Disassembly Line Components 


From time to time it is useful to extract the text, or portions of the text, 
of individual lines in a disassembly listing. The following functions provide 
access to various components of a disassembly line: 


string GetDisasm(long addr) 
Returns disassembly text for the given address. The returned text 
includes any comments but does not include address information. 


string GetMnem(long addr) 
Returns the mnemonic portion of the instruction at the given address. 
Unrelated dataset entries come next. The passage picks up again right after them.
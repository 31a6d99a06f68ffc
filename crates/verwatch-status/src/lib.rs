//! verwatch status ledger
//!
//! Per-service state shared by the tracking loop and the action
//! orchestrator:
//! - Approved/latest/deployed versions with their timestamps
//! - Tri-state fails table for Commands and WebHooks
//! - Announce, Persist and ManualSave delivery queues

#![warn(unreachable_pub)]

pub mod delivery;
pub mod error;
pub mod fails;
pub mod message;
pub mod status;

pub use delivery::{DeliveryChannels, DeliveryReceivers};
pub use error::StatusError;
pub use fails::{ActionKey, FailState, Fails};
pub use message::{
    ActionSummary, AnnounceMessage, AnnouncePayload, MessageType, Page, PersistField,
    PersistMessage, SaveSignal, StatusSummary, SubType,
};
pub use status::{GateMode, GateOutcome, Status, StatusSnapshot, SKIP_PREFIX};

/// Version of this crate
pub const VERSION: &str = env!("CARGO_PKG_VERSION");
//! Filter pipeline errors

/// Reasons a query result was rejected
#[derive(Debug, Clone, PartialEq, Eq, thiserror::Error)]
pub enum FilterError {
    /// Pattern failed to compile
    #[error("invalid regex {pattern:?}: {reason}")]
    InvalidRegex {
        /// Offending pattern
        pattern: String,
        /// Compiler message
        reason: String,
    },

    /// Regex transform found nothing
    #[error("{kind} {pattern:?} didn't return any matches{}", on_text(.text))]
    NoMatch {
        /// `regex` or `regex_submatch`
        kind: &'static str,
        /// Pattern used
        pattern: String,
        /// Short input, shown only when small
        text: Option<String>,
    },

    /// Index selected past the available elements
    #[error("{kind} ({target}) returned {len} elements but the index wants element number {wanted}")]
    IndexOutOfRange {
        /// Transform kind
        kind: &'static str,
        /// Pattern or delimiter
        target: String,
        /// Elements available
        len: usize,
        /// One-based element requested
        wanted: i64,
    },

    /// Split delimiter absent
    #[error("split didn't find any {0:?} to split on")]
    SplitNotFound(String),

    /// Version-format requirement failed
    #[error("regex not matched on version {0:?}")]
    VersionRegexMiss(String),

    /// Content requirement failed
    #[error("regex {pattern:?} not matched on content for version {version:?}")]
    ContentRegexMiss {
        /// Pattern after templating
        pattern: String,
        /// Candidate version
        version: String,
    },

    /// Candidate is not a semantic version
    #[error("failed converting {0:?} to a semantic version. If all versions are in this style, consider adding url_commands to get the version into the style of '1.2.3a' (https://semver.org/), or disabling semantic versioning (globally with defaults.service.semantic_versioning or just for this service with the semantic_versioning var)")]
    InvalidSemver(String),

    /// Prior latest version is not a semantic version
    #[error("failed converting the previous version {0:?} to a semantic version, consider disabling semantic versioning for this service or clearing its latest_version")]
    InvalidPriorSemver(String),

    /// Candidate orders before the prior version
    #[error("queried version {candidate:?} is less than the deployed version {prior:?}")]
    OlderVersion {
        /// Candidate version
        candidate: String,
        /// Prior latest version
        prior: String,
    },

    /// Every release candidate was rejected
    #[error("no releases were found matching the url_commands and/or require")]
    NoReleases,
}

fn on_text(text: &Option<String>) -> String {
    text.as_ref()
        .map(|t| format!(" on {t:?}"))
        .unwrap_or_default()
}

impl FilterError {
    pub(crate) fn invalid_regex(pattern: &str, err: &regex::Error) -> Self {
        Self::InvalidRegex {
            pattern: pattern.to_string(),
            reason: err.to_string(),
        }
    }
}

#[cfg(test)]
mod tests {
    use super::*;

    #[test]
    fn no_match_shows_short_text_only() {
        let err = FilterError::NoMatch {
            kind: "regex",
            pattern: "v([0-9]+)".to_string(),
            text: Some("abc".to_string()),
        };
        assert_eq!(err.to_string(), "regex \"v([0-9]+)\" didn't return any matches on \"abc\"");

        let err = FilterError::NoMatch {
            kind: "regex",
            pattern: "x".to_string(),
            text: None,
        };
        assert_eq!(err.to_string(), "regex \"x\" didn't return any matches");
    }

    #[test]
    fn older_version_message() {
        let err = FilterError::OlderVersion {
            candidate: "1.2.9".to_string(),
            prior: "1.2.10".to_string(),
        };
        assert!(err.to_string().contains("is less than"));
    }
}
string GetOpnd(long addr, long opnum) 
Returns the text representation of the specified operand at the specified 
address. Operands are numbered from zero beginning with the leftmost 
operand. 


long GetOpType(long addr, long opnum) 
Returns an integer representing the type for the given operand at the 
given address. Refer to the IDC documentation for GetOpType for a com- 
plete list of operand type codes. 


long GetOperandValue(long addr, long opnum) 
Returns the integer value associated with the given operand at the given 
address. The nature of the returned value depends on the type of the 
given operand as specified by GetOpType. 


string CommentEx(long addr, long type) 
Returns the text of any comment present at the given address. If type is 0, 
the text of the regular comment is returned. If type is 1, the text of the 
repeatable comment is returned. If no comment is present at the given 
address, an empty string is returned.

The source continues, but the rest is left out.